26.1.21

Desbloquear a esquerda plural

Para registo, aqui deixo o meu artigo publicado hoje no jornal Público, sobre as tarefas políticas no rescaldo das eleições presidenciais do passado Domingo.
 
*** 
1. Os resultados das presidenciais mostram uma adesão largamente maioritária do país aos valores constitucionais e a eleição de um presidente democrata, mesmo que de direita. Mas não disfarçam desafios sérios à democracia, num extremismo onde convergem deserdados do nosso frágil capitalismo com adeptos de soluções autoritárias e tensões sociais violentas. Isso significa que temos de responder em dois planos: políticas públicas promotoras de coesão; combate ideológico e cultural.

 

2. Depois de uma legislatura onde uma esquerda em regime de diversidade orgânica e política garantiu ao país uma solução governativa inequivocamente melhor, em termos sociais e económicos, do que a proposta austeritária, os diferentes parceiros fizeram, no seu conjunto, uma atabalhoada transição de uma legislatura para outra. Sem voltar às contas das queixas mútuas, é evidente que a esquerda no seu conjunto não correspondeu ao seu eleitorado, que votou por mais “geringonça”, mesmo com o PS mais forte, e teve um coro de desafinações. Que deixaram marcas e acabaram por redundar em saídas desordenadas de cena.

 

3. A pandemia que atingiu o país, a acrescida necessidade de coesão social que a resposta exige, a crescente agressividade da direita mais extrema e a tibieza da direita que esperávamos democrática, tornam mais urgente ultrapassar este cenário, com uma resposta política clara e mobilizadora, pela qual PS, BE, PCP e PEV garantam uma estabilidade política positiva, pelo menos no horizonte da legislatura, servida por um acordo escrito partilhado, que marque o rumo, clarifique as prioridades e defina o método para construir respostas políticas concretas, sem virar a cara mesmo às diferenças mais espinhosas. 

 

4. A regra geral é que temos de responder simultaneamente às urgências imediatas e às exigências do futuro, enfrentando os dogmas inquestionados das várias tradições políticas. Por exemplo, não se espera que o PCP e o BE se tornem agora europeístas, mas esperamos um realismo crítico, embora sem complacência, que proteja Portugal num momento onde a participação na UE é elemento crucial do nosso processo de recuperação.  

 

5. Dou um exemplo de desafios mais concretos que a esquerda plural tem de enfrentar sem conservadorismo. A escola pública tem dado uma excelente resposta em tempo de pandemia, mas não podemos perder a bússola do estrutural. O regime de seleção e recrutamento de docentes para a escola pública é um puzzle de diplomas e normas específicas, com camadas antigas e acertos circunstanciais, que já não responde cabalmente, nem às necessidades do serviço público de educação, nem às legítimas expectativas de educadores e professores. É indispensável que evolua para responder simultaneamente a várias exigências: valorizar a carreira docente, combater sustentadamente a precariedade laboral e preservar a estabilidade do exercício profissional; promover a estabilidade dos projetos educativos e, para isso, das equipas pedagógicas; preservar o caracter nacional da carreira docente e a prevalência do mérito no acesso à profissão, mas aumentando a capacidade de cada comunidade educativa para se dotar dos meios necessários para prosseguir projetos pedagógicos inovadores e focados nos seus alunos concretos; assegurar em todo o território nacional a continuidade do serviço público de educação de qualidade; que todas as opções tomadas sejam, a prazo, sustentáveis.

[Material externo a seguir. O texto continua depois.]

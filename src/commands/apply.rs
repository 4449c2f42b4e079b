//! `keel apply`

use anyhow::{Context as _, Result, bail};
use colored::Colorize;
use declarative::{ExecuteError, ExecutionReport, Executor, ResultStatus, RollbackOutcome};
use dialoguer::Confirm;

use super::{open_session, print_findings};
use crate::Context;
use crate::cli::ApplyArgs;
use crate::engine::differ;
use crate::progress::BarProgress;
use crate::ui;

pub fn run(ctx: &Context, args: &ApplyArgs) -> Result<()> {
    ui::header("Applying Configuration");

    if args.dry_run {
        ui::warn("Dry run - no changes will be made");
    }

    let session = open_session(ctx)?;
    let plan = session.plan()?;
    differ::display_plan(&plan, ctx.verbose > 0);

    let findings = session.findings()?;
    print_findings(&findings);
    if findings.is_blocking() {
        if args.ignore_policy {
            ui::warn("Policy violations ignored (--ignore-policy)");
        } else {
            bail!(
                "Refusing to apply: configuration violates policy (use --ignore-policy to override)"
            );
        }
    }

    let pending = plan.summary().needs_apply;
    if pending > 0 && !args.yes && !args.dry_run {
        println!();
        let confirmed = Confirm::new()
            .with_prompt(format!("Apply {}?", ui::plural(pending, "step")))
            .default(false)
            .interact()
            .context("Failed to read confirmation")?;
        if !confirmed {
            ui::info("Nothing applied");
            return Ok(());
        }
    }

    let executor = Executor::new()
        .with_dry_run(args.dry_run)
        .with_rollback_on_failure(args.rollback)
        .with_jobs(args.jobs);

    let mut progress = if ctx.quiet {
        BarProgress::hidden()
    } else {
        BarProgress::new(plan.len(), ctx.verbose > 0)
    };
    let outcome = executor.execute(&plan, &session.ctx, &mut progress);
    progress.finish();

    let report = match outcome {
        Ok(report) => report,
        Err(ExecuteError::Cancelled(report)) => {
            print_report(&report, args.dry_run);
            bail!(
                "Cancelled after {}; lockfile not updated",
                ui::plural(report.results.len(), "step")
            );
        }
        Err(e) => return Err(e.into()),
    };

    print_report(&report, args.dry_run);

    if report.has_failures() {
        if report.was_rolled_back() {
            bail!("Apply failed and was rolled back; lockfile not updated");
        }
        bail!(
            "{} failed; lockfile not updated",
            ui::plural(report.count(ResultStatus::Failed), "step")
        );
    }

    if !args.dry_run {
        let update = session.update_lock(&plan, Some(&report))?;
        if update.has_changes() {
            ui::info(&format!(
                "Lockfile {} updated ({} added, {} updated, {} removed)",
                session.lock_path().display(),
                update.added.len(),
                update.updated.len(),
                update.removed.len()
            ));
        }
        ui::success("Apply complete!");
    }
    Ok(())
}

fn print_report(report: &ExecutionReport, dry_run: bool) {
    println!();
    if dry_run {
        for result in report
            .results
            .iter()
            .filter(|r| r.status == ResultStatus::DryRun)
        {
            println!("  {} {}", "→".cyan(), result.id);
        }
    }

    let mut counts = vec![
        format!("{} applied", report.count(ResultStatus::Applied)),
        format!("{} satisfied", report.count(ResultStatus::Satisfied)),
    ];
    if dry_run {
        counts.push(format!("{} would apply", report.count(ResultStatus::DryRun)));
    }
    for (status, label) in [
        (ResultStatus::Failed, "failed"),
        (ResultStatus::Skipped, "skipped"),
        (ResultStatus::Unknown, "unknown"),
    ] {
        let n = report.count(status);
        if n > 0 {
            counts.push(format!("{n} {label}"));
        }
    }
    ui::kv("Result", &counts.join(", "));

    for failed in report.failed() {
        ui::error(&format!(
            "{}: {}",
            failed.id,
            failed.error.as_deref().unwrap_or("failed")
        ));
    }

    if report.was_rolled_back() {
        ui::section("Rollback");
        for record in &report.rollback {
            match &record.outcome {
                RollbackOutcome::RolledBack => println!("  {} {}", "↺".yellow(), record.id),
                RollbackOutcome::NotRevertible => {
                    println!("  {} {} (not revertible)", "⚠".yellow(), record.id);
                }
                RollbackOutcome::Error(e) => println!("  {} {}: {e}", "✗".red(), record.id),
            }
        }
    }
}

O programa do governo verifica a necessidade de considerar esta questão, o Conselho Nacional de Educação (por estímulo de uma iniciativa do grupo parlamentar do PS) já produziu um importante contributo para este debate. Este é um bom exemplo dos desafios concretos para a governação do país a que a esquerda plural tem de responder, sabendo que não há soluções simples para problemas complexos, que as soluções inteligentes não se encontram apenas nos arquivos das fórmulas passadas. Sabendo que o caminho da negociação e da invenção de soluções novas é um roteiro incerto e, provavelmente, espinhoso, mas é um caminho necessário. Que talvez não se possa encetar no meio de uma pandemia, assoberbados por urgência, mas que tem de ser colocado na agenda.